Archive for July, 2011

As I pastor I’m often asked by parents and even grandparents, “What if my children or grandchildren walk away from the faith? What do we do?” I wrote extensively about this in my book. Have you gotten your copy yet? Hint, hint… 🙂 If you are local you can do so at “For Heaven’s Sake” bookstore in Melody Square in North Wilkesboro, or pick up one at Mt. Pleasant Baptist Church or if you are out of town, you can order online at Amazon.com or Barnes & Noble. (And some of you have gotten it, but not cracked it open yet or you think, “I’ve heard all this before.” No you haven’t. Trust me! :))

Here’s my thoughts for those who interested and this comes from the last chapter in my book:

For those who have walked away, the most important thing you can do for them is pray. There are some things that only the Holy Spirit can accomplish. I encourage you to fast and pray for their salvation. Do not try to convince yourself that they know Christ if you aren’t 100% convinced. Perhaps they do, but if they have walked away and give no evidence of Christian fruit in their lives, then it is better to pray as if they do not. Satan has deceived many parents into thinking their children know the Lord because they prayed a prayer or were baptized as a child. That is a dangerous assumption.

Some of you, however, know your child has rejected taking the baton of faith and are sinning against God. You may even feel that your own reputation has been damaged. You might angrily say, “Can’t they see what this is doing to me?” In your mind you think, “I raised my child better than this! What happened?” But, as parents, we must see our investment into the lives of our children in the light of eternity. If we focus on the short term, we will likely have our own pity-party and make their lack of salvation all about us. However, those who make the greatest difference are those who continue to invest without the expectation of immediate return. Galatians 6:9 says, “And let us not grow weary of doing good, for in due season we will reap, if we do not give up.” We all know stories of those who left the faith and went through a prolonged season of darkness, yet eventually emerged in the light. Maybe this is your personal story. Have faith that this will be your son’s or daughter’s story as well.

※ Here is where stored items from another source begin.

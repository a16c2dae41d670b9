use std::{env, process::ExitCode};

use log::{error, warn};
use orchestra_trainer::{AppError, Mode, Settings};
use tokio_util::sync::CancellationToken;

fn report(err: &AppError) -> ExitCode {
    error!(kind = err.kind(); "{err}");
    eprintln!("{}: {err}", err.kind());
    ExitCode::from(err.exit_code())
}

#[tokio::main]
async fn main() -> ExitCode {
    env_logger::init();

    let arg = env::args().nth(1);
    let app_mode = env::var("APP_MODE").ok();
    let mode = match Mode::resolve(arg.as_deref(), app_mode.as_deref()) {
        Ok(mode) => mode,
        Err(e) => return report(&e),
    };

    let settings = match Settings::from_env() {
        Ok(settings) => settings,
        Err(e) => return report(&e.into()),
    };

    let cancel = CancellationToken::new();
    let on_signal = cancel.clone();
    tokio::spawn(async move {
        if tokio::signal::ctrl_c().await.is_ok() {
            warn!("interrupted, shutting down");
            on_signal.cancel();
        }
    });

    match orchestra_trainer::run(mode, &settings, cancel).await {
        Ok(()) => ExitCode::SUCCESS,
        Err(e) => report(&e),
    }
}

In his book Handoff, Jeff Myers shares (Jeff Myers, Handoff, pp. 143-44):

I’ve often wondered where Jesus got the patience and perspective to put up with all of the guff his followers gave him. The answer that appears in Scripture is so simple that I rejected it out of hand the first time I heard it. Jesus surrendered the outcome to God. To surrender the outcome to God means acting faithfully through the process, but relinquishing control of the results. My goal in passing the baton is to make sure the pass takes place…then I can release any worry about whether the person I hand off to wins the race. As long as I feel responsible for the outcome of the lives of others, I live in worry. I fret about whether my kids will turn out all right. But when I surrender the outcome to God, fear melts away. (Emphasis his)

I wholeheartedly agree with Mr. Myers. There is a wonderful passage of Scripture found in 2 Peter 1:3-9 which provides immense comfort to me as a parent.

His divine power has granted to us all things that pertain
to life and godliness, through the knowledge of him who called us to his own
glory and excellence, by which he has granted to us his precious and very great
promises, so that through them you may become partakers of the divine nature,
having escaped from the corruption that is in the world because of sinful
desire. For this very reason, make every effort to supplement your faith with
virtue, and virtue with knowledge, and knowledge with self-control, and
self-control with steadfastness, and steadfastness with godliness, and
godliness with brotherly affection, and brotherly affection with love. For if
these qualities are yours and are increasing, they keep you from being
ineffective or unfruitful in the knowledge of our Lord Jesus Christ. For
whoever lacks these qualities is so nearsighted that he is blind, having
forgotten that he was cleansed from his former sins.

In his book Age of Opportunity, Paul David Tripp gives keen insight and encouragement to parents in this passage. Tripp writes (Paul David Tripp, Age of Opportunity, pp. 104-05):

Peter says, “Don’t forget who you are. You are the children of God who have inherited riches beyond your ability to conceive. You have been given everything you need to do what God has called you to do. Don’t give in to discouragement. Don’t quit. Don’t run away from your calling.” We need to walk into the rooms of our children saying to ourselves, “I have everything I need to do what God has called me to do.” This is our identity as the children of God. These are the truths that can lift us out of our weariness and discouragement to parent with faith, courage,
and hope. They call us to hold onto God’s high goals and to fight the hopelessness that the enemy wants to rule our hearts.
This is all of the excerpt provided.